While permitting installation of utility infrastructure in roadway right-of-way (ROW) has systemic benefits, the practice has contributed to utility-related issues being one of the leading causes of delays for transportation projects, per the National Utility Program Review (FHWA, 2018). These delays are often attributed to unknown or inaccurate utility locations. Utility investigations, inclusive of subsurface utility engineering (SUE), are procedures state departments of transportation (DOTs) can implement to locate utilities and help their project development teams avoid these issues. However, few guidelines exist for aligning the timelines for implementing utility investigation (UI) procedures with the timelines of the project delivery process. Many factors influence the optimal approach of UIs for a specific project, and UI needs vary based on the timing of design elements within the project delivery process.
Inappropriate UIs contribute to significant funding losses due to lack of utility and highway coordination and underlie utility impacts as one of the top three causes of project delays. The proper investigation of utility locations would help project teams eliminate substantial risk from state DOT projects. Research is therefore needed to support state DOTs strategically aligning UIs to project development phases and preventing unnecessary delays.
The objective of this research is to develop guidelines and tools for state DOTs to identify and align UIs and related efforts to project characteristics and development phases, with the overall goal of avoiding or minimizing utility impacts that lead to increased project costs and delays.
The guidelines and tools developed should, at minimum help (a) determine the need for UIs; (b) select and implement UIs; (c) model UI findings; and (d) communicate UI information.
Task 1. Conduct preparatory work for stakeholder outreach.
Task 1a. Conduct a literature review. Consider (a) resources such as related NCHRP research and SHRP2, FHWA, and ASCE publications; and (b) possible UI-supporting tools such as digital modeling and emerging technologies.
Task 1b. Develop stakeholder outreach plan. The plan shall be submitted to NCHRP for approval. NCHRP approval is required before work on subsequent tasks begins.
Task 2. Conduct stakeholder outreach. Query state DOT and other practitioners on relevant experience with UI and UI-supporting tools. Identify state DOTs interested in participating in a practitioner workshop and supporting a proof-of-concept trial in later tasks.

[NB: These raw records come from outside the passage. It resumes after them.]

//! Results summary: re-posts the solve payload to `/results` and formats the
//! totals for display.

use serde_json::Value;

use crate::client::api::KnapsackApi;
use crate::client::errors::ClientError;
use crate::input::parse_positive_numbers;
use crate::models::{ResultsRequest, ResultsResponse};

/// Parses the (already validated) field text and asks the server for totals.
pub async fn fetch_results(
    api: &dyn KnapsackApi,
    data: Value,
    values_text: &str,
    volumes_text: &str,
) -> Result<ResultsResponse, ClientError> {
    let request = ResultsRequest {
        data,
        values: parse_positive_numbers(values_text)?,
        volumes: parse_positive_numbers(volumes_text)?,
    };
    api.results(&request).await
}

/// Fixed three-line summary. Items are numbered from 1.
pub fn format_summary(results: &ResultsResponse) -> String {
    let items = if results.items.is_empty() {
        "none".to_string()
    } else {
        results
            .items
            .iter()
            .map(|i| (i + 1).to_string())
            .collect::<Vec<_>>()
            .join(", ")
    };
    format!(
        "Chosen items: {items}\nTotal value: {}\nTotal volume: {}",
        results.value, results.volume
    )
}

#[cfg(test)]
mod tests {
    use super::*;

    #[test]
    fn test_format_summary() {
        let results = ResultsResponse {
            items: vec![0, 2],
            value: 220.0,
            volume: 5.0,
        };
        assert_eq!(
            format_summary(&results),
            "Chosen items: 1, 3\nTotal value: 220\nTotal volume: 5"
        );
    }

    #[test]
    fn test_format_summary_empty_selection() {
        let results = ResultsResponse {
            items: vec![],
            value: 0.0,
            volume: 0.0,
        };
        assert_eq!(
            format_summary(&results),
            "Chosen items: none\nTotal value: 0\nTotal volume: 0"
        );
    }

    #[test]
    fn test_format_summary_keeps_fractions() {
        let results = ResultsResponse {
            items: vec![1],
            value: 2.5,
            volume: 0.75,
        };
        assert!(format_summary(&results).ends_with("Total value: 2.5\nTotal volume: 0.75"));
    }
}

Task 3. Develop a research methodology. Based on the findings from Tasks 1 and 2, prepare a methodology to be executed in Phase II that considers, at minimum: (1) criteria for determining UI need and for UI selection; (2) approaches for consistent depiction; (3) necessary qualifications for staffing and roles; (4) UI deliverable expectations; (5) UI quality assurance practices; (6) alignment of UI tasks to project phases; (7) alignment of design elements (e.g., drainage design) to UI tasks; and (8) consideration of emerging technologies. The intended products from executing the research methodology, per the project objective, are draft guidelines and tools for evaluation in Phase II.

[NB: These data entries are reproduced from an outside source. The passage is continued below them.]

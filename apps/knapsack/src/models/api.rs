//! Request and response bodies of the HTTP API.
//!
//! The graph payload is a type parameter: the server works with the typed
//! [`GraphPayload`], while the client only forwards it as opaque JSON.

use serde::{Deserialize, Serialize};

use crate::models::graph::GraphPayload;

/// POST /solve body. Fields are the raw text typed into the form.
#[derive(Debug, Clone, PartialEq, Serialize, Deserialize)]
pub struct SolveRequest {
    pub values: String,
    pub volumes: String,
    pub capacity: String,
}

#[derive(Debug, Clone, Serialize, Deserialize)]
pub struct SolveResponse<D = GraphPayload> {
    pub data: D,
}

/// POST /results body.
#[derive(Debug, Clone, Serialize, Deserialize)]
pub struct ResultsRequest<D = GraphPayload> {
    pub data: D,
    pub values: Vec<f64>,
    pub volumes: Vec<f64>,
}

#[derive(Debug, Clone, PartialEq, Serialize, Deserialize)]
pub struct ResultsResponse {
    /// Zero-based indices of the chosen items, ascending.
    pub items: Vec<usize>,
    pub value: f64,
    pub volume: f64,
}

/// GET /generate body.
#[derive(Debug, Clone, PartialEq, Serialize, Deserialize)]
pub struct GenerateResponse {
    pub values: Vec<f64>,
    pub volumes: Vec<f64>,
    pub capacity: f64,
}

/// Error body shared by every endpoint.
#[derive(Debug, Clone, Serialize, Deserialize)]
pub struct ErrorBody {
    pub message: String,
    #[serde(default, skip_serializing_if = "Option::is_none")]
    pub code: Option<String>,
}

Task 4. Submit interim report. The report shall summarize findings from Tasks 1-3 and include the draft research methodology. Findings from the report shall be presented to NCHRP at an in-person meeting. NCHRP will fund travel for project panel members. NCHRP approval of the report is required before work on Phase II tasks may begin.
Task 5. Execute the research methodology. As per Task 3, develop draft guidelines and tools for evaluation. NCHRP approval of the draft guidelines and tools developed is required before work on subsequent tasks may begin.

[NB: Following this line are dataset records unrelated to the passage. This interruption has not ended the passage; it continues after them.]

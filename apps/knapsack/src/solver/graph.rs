//! Decision graph of a 0/1 knapsack instance.
//!
//! Vertices are `(free_space, item)` pairs: the space left in the knapsack
//! after deciding whether to take `item`. Layer `i` holds every distinct free
//! space reachable after deciding items `0..=i`. From each vertex two edges
//! lead to the next layer:
//! - skip: same free space, weight `max_value`
//! - take: free space minus the item's volume (only if it stays `>= 0`),
//!   weight `max_value - value`
//!
//! Every path from start to sink crosses exactly `N` decision edges, so the
//! shortest path is the one that maximises the value of the taken items.

use std::collections::HashMap;

use petgraph::graph::{DiGraph, NodeIndex};

use crate::solver::SolveError;

/// Item index of the start vertex.
pub const START_ITEM: i64 = -1;

#[derive(Debug, Clone, Copy, PartialEq)]
pub struct Vertex {
    pub free_space: f64,
    pub item: i64,
}

#[derive(Debug, Clone, Copy, PartialEq)]
pub struct Decision {
    pub weight: f64,
    pub taken: bool,
}

#[derive(Debug, Clone)]
pub struct DecisionGraph {
    pub graph: DiGraph<Vertex, Decision>,
    pub start: NodeIndex,
    pub sink: NodeIndex,
}

impl DecisionGraph {
    /// Builds the graph layer by layer. Fails once more than `max_nodes`
    /// vertices would be needed.
    pub fn build(
        values: &[f64],
        volumes: &[f64],
        capacity: f64,
        max_nodes: usize,
    ) -> Result<Self, SolveError> {
        if values.len() != volumes.len() {
            return Err(SolveError::LengthMismatch {
                values: values.len(),
                volumes: volumes.len(),
            });
        }

        let item_count = values.len();
        let max_value = values.iter().copied().fold(0.0_f64, f64::max);

        let mut graph = DiGraph::new();
        let start = add_vertex(&mut graph, capacity, START_ITEM, max_nodes)?;
        let mut layer = vec![start];

        for (i, (&value, &volume)) in values.iter().zip(volumes).enumerate() {
            let item = i as i64;
            // Dedup key is the exact bit pattern, so equal free spaces merge
            // only when they are bitwise identical.
            let mut seen: HashMap<u64, NodeIndex> = HashMap::new();
            let mut next_layer = Vec::new();

            for &from in &layer {
                let free = graph[from].free_space;

                let skip = layer_vertex(
                    &mut graph,
                    &mut seen,
                    &mut next_layer,
                    free,
                    item,
                    max_nodes,
                )?;
                graph.add_edge(
                    from,
                    skip,
                    Decision {
                        weight: max_value,
                        taken: false,
                    },
                );

                let remaining = free - volume;
                if remaining < 0.0 {
                    continue;
                }
                // A take that leaves the free space unchanged would land on the
                // skip vertex and vanish from the extracted items.
                if remaining == free {
                    return Err(SolveError::PrecisionLoss { item: i });
                }
                let take = layer_vertex(
                    &mut graph,
                    &mut seen,
                    &mut next_layer,
                    remaining,
                    item,
                    max_nodes,
                )?;
                graph.add_edge(
                    from,
                    take,
                    Decision {
                        weight: max_value - value,
                        taken: true,
                    },
                );
            }

            layer = next_layer;
        }

        let sink = add_vertex(&mut graph, 0.0, item_count as i64, max_nodes)?;
        for &from in &layer {
            graph.add_edge(
                from,
                sink,
                Decision {
                    weight: 0.0,
                    taken: false,
                },
            );
        }

        Ok(DecisionGraph { graph, start, sink })
    }

    pub fn len(&self) -> usize {
        self.graph.node_count()
    }

    pub fn is_empty(&self) -> bool {
        self.graph.node_count() == 0
    }

    pub fn vertex(&self, id: NodeIndex) -> Vertex {
        self.graph[id]
    }
}

fn layer_vertex(
    graph: &mut DiGraph<Vertex, Decision>,
    seen: &mut HashMap<u64, NodeIndex>,
    next_layer: &mut Vec<NodeIndex>,
    free_space: f64,
    item: i64,
    max_nodes: usize,
) -> Result<NodeIndex, SolveError> {
    if let Some(&id) = seen.get(&free_space.to_bits()) {
        return Ok(id);
    }
    let id = add_vertex(graph, free_space, item, max_nodes)?;
    seen.insert(free_space.to_bits(), id);
    next_layer.push(id);
    Ok(id)
}

fn add_vertex(
    graph: &mut DiGraph<Vertex, Decision>,
    free_space: f64,
    item: i64,
    max_nodes: usize,
) -> Result<NodeIndex, SolveError> {
    if graph.node_count() >= max_nodes {
        return Err(SolveError::TooLarge { limit: max_nodes });
    }
    Ok(graph.add_node(Vertex { free_space, item }))
}

#[cfg(test)]
mod tests {
    use petgraph::visit::EdgeRef;

    use super::*;

    fn decisions(g: &DecisionGraph, from: NodeIndex) -> Vec<Decision> {
        g.graph.edges(from).map(|e| *e.weight()).collect()
    }

    #[test]
    fn test_single_item_that_fits() {
        let g = DecisionGraph::build(&[5.0], &[2.0], 3.0, 100).unwrap();
        // start, skip (3,0), take (1,0), sink
        assert_eq!(g.len(), 4);
        let out = decisions(&g, g.start);
        assert_eq!(out.len(), 2);
        assert!(out.iter().any(|d| d.taken && d.weight == 0.0));
        assert_eq!(g.vertex(g.sink).item, 1);
    }

    #[test]
    fn test_item_larger_than_capacity_has_no_take_edge() {
        let g = DecisionGraph::build(&[5.0], &[4.0], 3.0, 100).unwrap();
        let out = decisions(&g, g.start);
        assert_eq!(out.len(), 1);
        assert!(!out[0].taken);
    }

    #[test]
    fn test_equal_free_space_is_merged_within_layer() {
        // After item 1 both "take 0, skip 1" and "skip 0, take 1" leave 2.
        let g = DecisionGraph::build(&[1.0, 1.0], &[1.0, 1.0], 3.0, 100).unwrap();
        let layer_two = g.graph.node_weights().filter(|v| v.item == 1).count();
        assert_eq!(layer_two, 3);
    }

    #[test]
    fn test_every_last_layer_vertex_reaches_sink() {
        let g = DecisionGraph::build(&[60.0, 100.0, 120.0], &[1.0, 2.0, 3.0], 5.0, 100).unwrap();
        for id in g.graph.node_indices() {
            if g.vertex(id).item == 2 {
                let targets: Vec<_> = g.graph.edges(id).map(|e| e.target()).collect();
                assert_eq!(targets, vec![g.sink]);
            }
        }
        assert_eq!(g.graph.edges(g.sink).count(), 0);
    }

    #[test]
    fn test_node_cap_is_enforced() {
        let values = vec![1.0; 12];
        let volumes: Vec<f64> = (0..12).map(|i| f64::from(1u32 << i)).collect();
        let err = DecisionGraph::build(&values, &volumes, 10_000.0, 50).unwrap_err();
        assert!(matches!(err, SolveError::TooLarge { limit: 50 }));
    }

    #[test]
    fn test_length_mismatch_is_rejected() {
        let err = DecisionGraph::build(&[1.0, 2.0], &[1.0], 3.0, 100).unwrap_err();
        assert!(matches!(err, SolveError::LengthMismatch { .. }));
    }

    #[test]
    fn test_volume_lost_in_capacity_rounding_is_rejected() {
        // Adjacent f64 values near 1e17 are 16 apart, so 1e17 - 1 == 1e17.
        let err = DecisionGraph::build(&[1.0, 2.0], &[1.0, 1.0], 1e17, 2000).unwrap_err();
        assert_eq!(err, SolveError::PrecisionLoss { item: 0 });
    }
}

Task 6. Conduct an exploratory workshop. Host an online workshop for state DOTs and other practitioners for evaluation of the draft guidelines and tools. Refine guidelines and tools per input obtained from the workshop. Submit tech memo on workshop findings and pilot plan for NCHRP approval.
Task 7. Implement a concept pilot on one or more state DOT projects. The pilot(s) may include active design projects (preferred), simulated projects, or a combination of these types of projects. The pilot(s) may deal with phases of active projects rather than projects in their entirety.
Task 8. Develop final guidelines and tools. Use input gained from Tasks 6 and 7 to finalize the guidelines and tools. NCHRP approval of the guidelines and tools is required before work on the final task may begin.
Task 9. Submit draft final deliverables. Deliverables shall include (1) conduct of research report summarizing the research effort; (2) guidelines; (3) slide summary of the research; and (4) any tools developed in the research.
STATUS: Proposals have been received in response to the RFP. The project panel has met to select a contractor to perform the work.